Randy Widera, director of programs for California State Parks Foundation, said: “No matter where you come from in California, monarchs are around. … The thought of them being gone is heartbreaking.”
Habitat loss, pesticides and severe weather due to climate change are some of the reasons the butterflies are under threat.
The atmospheric rivers in 2023, for example, caused their numbers to dip.
Recently, the Palisades fire burned vegetation at Lower Topanga Creek in Topanga State Park that supplies nectar to the butterflies, California State Parks spokesperson Jorge Moreno said in an email.
Western monarch butterflies are considered an iconic species because of their beloved status among the public and for their critical role in the food web, said Emma Pelton, a biologist at the Xerces Society. Besides being pollinators, they’re food for birds, insects and some mammals.
Their migration also attracts visitors to California state beaches, particularly in Santa Cruz and Oceano. Moreno estimates that more than 80,000 people visit sites including Pismo State Beach’s monarch grove per year.
California lawmakers have passed laws to protect the species.
A decade ago, the state directed the California Department of Fish and Wildlife to conserve the butterflies and their habitats and in 2018 the state established the Monarch and Pollinator Rescue Program.

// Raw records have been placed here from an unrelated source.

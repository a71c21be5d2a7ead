//! Position Tracking
//!
//! A position aggregates fills for a single instrument: one shared position
//! per `(instrument, strategy)` in NETTING mode, or one per opening order in
//! HEDGING mode. Signed quantity is positive long / negative short; the open
//! price is the volume-weighted average of the fills that built the current
//! open leg.

use rust_decimal::Decimal;
use serde::{Deserialize, Serialize};

use crate::clock::Nanos;
use crate::currency::Currency;
use crate::enums::{OrderSide, PositionSide};
use crate::events::OrderFilled;
use crate::identifiers::{
    AccountId, ClientOrderId, InstrumentId, PositionId, StrategyId, TradeId, TraderId,
};
use crate::money::{Price, Quantity};

/// An open or closed position built from `OrderFilled` events.
#[derive(Debug, Clone, PartialEq, Serialize, Deserialize)]
pub struct Position {
    pub id: PositionId,
    pub instrument_id: InstrumentId,
    pub account_id: AccountId,
    pub trader_id: TraderId,
    pub strategy_id: StrategyId,
    pub currency: Currency,
    pub multiplier: Decimal,

    /// Signed net quantity: positive = long, negative = short.
    pub signed_qty: Decimal,
    pub buy_qty: Decimal,
    pub buy_cost: Decimal,
    pub sell_qty: Decimal,
    pub sell_cost: Decimal,

    pub realized_pnl: Decimal,
    pub unrealized_pnl: Decimal,
    pub commissions: Decimal,

    pub opening_order_id: ClientOrderId,
    pub closing_order_id: Option<ClientOrderId>,
    pub ts_opened: Nanos,
    pub ts_closed: Option<Nanos>,
    pub ts_last: Nanos,

    pub trade_ids: Vec<TradeId>,
    pub fills: Vec<OrderFilled>,

    size_precision: u8,
}

impl Position {
    /// Open a position from its first fill.
    pub fn new(position_id: PositionId, opening_fill: &OrderFilled, multiplier: Decimal) -> Self {
        let mut position = Self {
            id: position_id,
            instrument_id: opening_fill.core.instrument_id.clone(),
            account_id: opening_fill.account_id.clone(),
            trader_id: opening_fill.core.trader_id.clone(),
            strategy_id: opening_fill.core.strategy_id.clone(),
            currency: opening_fill.currency.clone(),
            multiplier,
            signed_qty: Decimal::ZERO,
            buy_qty: Decimal::ZERO,
            buy_cost: Decimal::ZERO,
            sell_qty: Decimal::ZERO,
            sell_cost: Decimal::ZERO,
            realized_pnl: Decimal::ZERO,
            unrealized_pnl: Decimal::ZERO,
            commissions: Decimal::ZERO,
            opening_order_id: opening_fill.core.client_order_id.clone(),
            closing_order_id: None,
            ts_opened: opening_fill.core.ts_event,
            ts_closed: None,
            ts_last: opening_fill.core.ts_event,
            trade_ids: Vec::new(),
            fills: Vec::new(),
            size_precision: opening_fill.last_qty.precision,
        };
        position.apply(opening_fill);
        position
    }

    // === State ===

    #[inline]
    pub fn side(&self) -> PositionSide {
        if self.signed_qty > Decimal::ZERO {
            PositionSide::Long
        } else if self.signed_qty < Decimal::ZERO {
            PositionSide::Short
        } else {
            PositionSide::Flat
        }
    }

    /// Net absolute quantity currently held.
    pub fn quantity(&self) -> Quantity {
        Quantity {
            value: self.signed_qty.abs(),
            precision: self.size_precision,
        }
    }

    #[inline]
    pub fn is_open(&self) -> bool {
        !self.signed_qty.is_zero()
    }

    #[inline]
    pub fn is_closed(&self) -> bool {
        self.signed_qty.is_zero() && !self.fills.is_empty()
    }

    #[inline]
    pub fn is_long(&self) -> bool {
        self.signed_qty > Decimal::ZERO
    }

    #[inline]
    pub fn is_short(&self) -> bool {
        self.signed_qty < Decimal::ZERO
    }

    /// Volume-weighted average open price for the current open leg.
    pub fn avg_px_open(&self) -> Decimal {
        if self.signed_qty > Decimal::ZERO {
            if self.buy_qty.is_zero() {
                Decimal::ZERO
            } else {
                self.buy_cost / self.buy_qty
            }
        } else if self.signed_qty < Decimal::ZERO {
            if self.sell_qty.is_zero() {
                Decimal::ZERO
            } else {
                self.sell_cost / self.sell_qty
            }
        } else {
            Decimal::ZERO
        }
    }

    #[inline]
    pub fn total_pnl(&self) -> Decimal {
        self.realized_pnl + self.unrealized_pnl
    }

    // === Fill application ===

    /// Apply a fill to the position.
    ///
    /// A fill in the position's direction adds to the open leg. A fill in
    /// the opposite direction realizes PnL on `min(q, |signed_qty|)` and, if
    /// it flips the position, re-seeds the open leg from the overflow at the
    /// fill price.
    pub fn apply(&mut self, fill: &OrderFilled) {
        let qty = fill.last_qty.value;
        let px = fill.last_px.value;
        let commission = fill.commission.amount;

        self.commissions += commission;
        self.trade_ids.push(fill.trade_id.clone());

        match fill.order_side {
            OrderSide::Buy => {
                if self.signed_qty < Decimal::ZERO {
                    let close_qty = qty.min(self.signed_qty.abs());
                    let realized = close_qty * (self.avg_px_open() - px) * self.multiplier;
                    self.realized_pnl += realized - commission;

                    let overflow = qty - close_qty;
                    self.signed_qty += qty;
                    if overflow > Decimal::ZERO {
                        // Flipped short -> long: open leg restarts here.
                        self.buy_qty = overflow;
                        self.buy_cost = overflow * px;
                        self.sell_qty = Decimal::ZERO;
                        self.sell_cost = Decimal::ZERO;
                    }
                } else {
                    self.signed_qty += qty;
                    self.buy_qty += qty;
                    self.buy_cost += qty * px;
                }
            }
            OrderSide::Sell => {
                if self.signed_qty > Decimal::ZERO {
                    let close_qty = qty.min(self.signed_qty);
                    let realized = close_qty * (px - self.avg_px_open()) * self.multiplier;
                    self.realized_pnl += realized - commission;

                    let overflow = qty - close_qty;
                    self.signed_qty -= qty;
                    if overflow > Decimal::ZERO {
                        // Flipped long -> short: open leg restarts here.
                        self.sell_qty = overflow;
                        self.sell_cost = overflow * px;
                        self.buy_qty = Decimal::ZERO;
                        self.buy_cost = Decimal::ZERO;
                    }
                } else {
                    self.signed_qty -= qty;
                    self.sell_qty += qty;
                    self.sell_cost += qty * px;
                }
            }
        }

        if self.signed_qty.is_zero() {
            self.ts_closed = Some(fill.core.ts_event);
            self.closing_order_id = Some(fill.core.client_order_id.clone());
            self.unrealized_pnl = Decimal::ZERO;
        }

        self.fills.push(fill.clone());
        self.ts_last = fill.core.ts_event;
    }

    /// Recompute unrealized PnL from a mark price.
    pub fn update_unrealized(&mut self, mark: Price) {
        let open_qty = self.signed_qty.abs();
        if open_qty.is_zero() {
            self.unrealized_pnl = Decimal::ZERO;
            return;
        }
        let mp = mark.value;
        self.unrealized_pnl = if self.signed_qty > Decimal::ZERO {
            open_qty * (mp - self.avg_px_open()) * self.multiplier
        } else {
            open_qty * (self.avg_px_open() - mp) * self.multiplier
        };
    }
}

#[cfg(test)]
mod tests {
    use super::*;
    use crate::currency::usd;
    use crate::enums::{LiquiditySide, OrderType};
    use crate::events::OrderEventCore;
    use crate::identifiers::{Venue, VenueOrderId};
    use crate::money::Money;
    use rust_decimal_macros::dec;

    fn fill(side: OrderSide, qty: Decimal, px: Decimal, commission: Decimal, ts: Nanos) -> OrderFilled {
        let iid = InstrumentId::new("AAPL", Venue::new("SIM").unwrap()).unwrap();
        OrderFilled {
            core: OrderEventCore::new(
                TraderId::new("TRADER-001").unwrap(),
                StrategyId::new("S1").unwrap(),
                iid,
                ClientOrderId::new(format!("O-S1-{ts}")).unwrap(),
                ts,
            ),
            venue_order_id: VenueOrderId::new("V-SIM-1").unwrap(),
            account_id: AccountId::new("SIM-001").unwrap(),
            trade_id: TradeId::new(format!("T-SIM-{ts}")).unwrap(),
            order_side: side,
            order_type: OrderType::Market,
            last_qty: Quantity::new(qty, 0).unwrap(),
            last_px: Price::new(px, 2),
            currency: usd(),
            commission: Money::new(commission, usd()),
            liquidity_side: LiquiditySide::Taker,
            position_id: None,
        }
    }

    fn position(opening: &OrderFilled) -> Position {
        Position::new(PositionId::new("P-S1-AAPL-1").unwrap(), opening, dec!(1))
    }

    #[test]
    fn test_open_long() {
        let pos = position(&fill(OrderSide::Buy, dec!(10), dec!(100), dec!(0), 1));
        assert_eq!(pos.side(), PositionSide::Long);
        assert_eq!(pos.signed_qty, dec!(10));
        assert_eq!(pos.avg_px_open(), dec!(100));
        assert!(pos.is_open());
        assert!(!pos.is_closed());
    }

    #[test]
    fn test_vwap_accumulates_on_adds() {
        let mut pos = position(&fill(OrderSide::Buy, dec!(10), dec!(100), dec!(0), 1));
        pos.apply(&fill(OrderSide::Buy, dec!(10), dec!(110), dec!(0), 2));
        assert_eq!(pos.signed_qty, dec!(20));
        assert_eq!(pos.avg_px_open(), dec!(105));
    }

    #[test]
    fn test_close_long_realizes_pnl() {
        let mut pos = position(&fill(OrderSide::Buy, dec!(10), dec!(100), dec!(0), 1));
        pos.apply(&fill(OrderSide::Sell, dec!(10), dec!(94), dec!(0), 2));
        assert!(pos.is_closed());
        assert_eq!(pos.realized_pnl, dec!(-60));
        assert_eq!(pos.ts_closed, Some(2));
        assert_eq!(pos.unrealized_pnl, dec!(0));
    }

    #[test]
    fn test_partial_close_keeps_avg() {
        let mut pos = position(&fill(OrderSide::Buy, dec!(10), dec!(100), dec!(0), 1));
        pos.apply(&fill(OrderSide::Sell, dec!(4), dec!(110), dec!(0), 2));
        assert_eq!(pos.signed_qty, dec!(6));
        assert_eq!(pos.avg_px_open(), dec!(100));
        assert_eq!(pos.realized_pnl, dec!(40));
    }

    #[test]
    fn test_flip_reseeds_vwap_from_overflow() {
        let mut pos = position(&fill(OrderSide::Buy, dec!(10), dec!(100), dec!(0), 1));
        // Sell 15 at 105: closes 10 (+50), opens 5 short at 105.
        pos.apply(&fill(OrderSide::Sell, dec!(15), dec!(105), dec!(0), 2));
        assert_eq!(pos.signed_qty, dec!(-5));
        assert_eq!(pos.side(), PositionSide::Short);
        assert_eq!(pos.realized_pnl, dec!(50));
        assert_eq!(pos.avg_px_open(), dec!(105));
    }

    #[test]
    fn test_commissions_reduce_realized_on_close() {
        let mut pos = position(&fill(OrderSide::Buy, dec!(10), dec!(100), dec!(1.50), 1));
        pos.apply(&fill(OrderSide::Sell, dec!(10), dec!(101), dec!(1.50), 2));
        // Gross 10, closing commission subtracted from realized.
        assert_eq!(pos.realized_pnl, dec!(8.50));
        assert_eq!(pos.commissions, dec!(3.00));
    }

    #[test]
    fn test_short_position_pnl() {
        let mut pos = position(&fill(OrderSide::Sell, dec!(10), dec!(100), dec!(0), 1));
        assert_eq!(pos.side(), PositionSide::Short);
        assert_eq!(pos.avg_px_open(), dec!(100));

        pos.update_unrealized(Price::new(dec!(95), 2));
        assert_eq!(pos.unrealized_pnl, dec!(50));

        pos.apply(&fill(OrderSide::Buy, dec!(10), dec!(95), dec!(0), 2));
        assert!(pos.is_closed());
        assert_eq!(pos.realized_pnl, dec!(50));
    }

    #[test]
    fn test_signed_qty_equals_fill_sum() {
        let mut pos = position(&fill(OrderSide::Buy, dec!(10), dec!(100), dec!(0), 1));
        pos.apply(&fill(OrderSide::Sell, dec!(3), dec!(101), dec!(0), 2));
        pos.apply(&fill(OrderSide::Buy, dec!(5), dec!(102), dec!(0), 3));

        let buys: Decimal = pos
            .fills
            .iter()
            .filter(|f| f.order_side == OrderSide::Buy)
            .map(|f| f.last_qty.value)
            .sum();
        let sells: Decimal = pos
            .fills
            .iter()
            .filter(|f| f.order_side == OrderSide::Sell)
            .map(|f| f.last_qty.value)
            .sum();
        assert_eq!(pos.signed_qty, buys - sells);
    }
}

But advocates are pushing for monarch butterflies to be listed as a threatened species under the federal Endangered Species Act, which would provide further protections and perhaps help restore the population to how it was decades ago, when Widera first began counting the butterflies.
“It was like walking into a cathedral,” Widera said. “As it would warm up, (the butterflies) would burst out of their clusters and go out to feed. It would just be amazing — thousands of them flying all around you. It’s hard to explain the feeling.”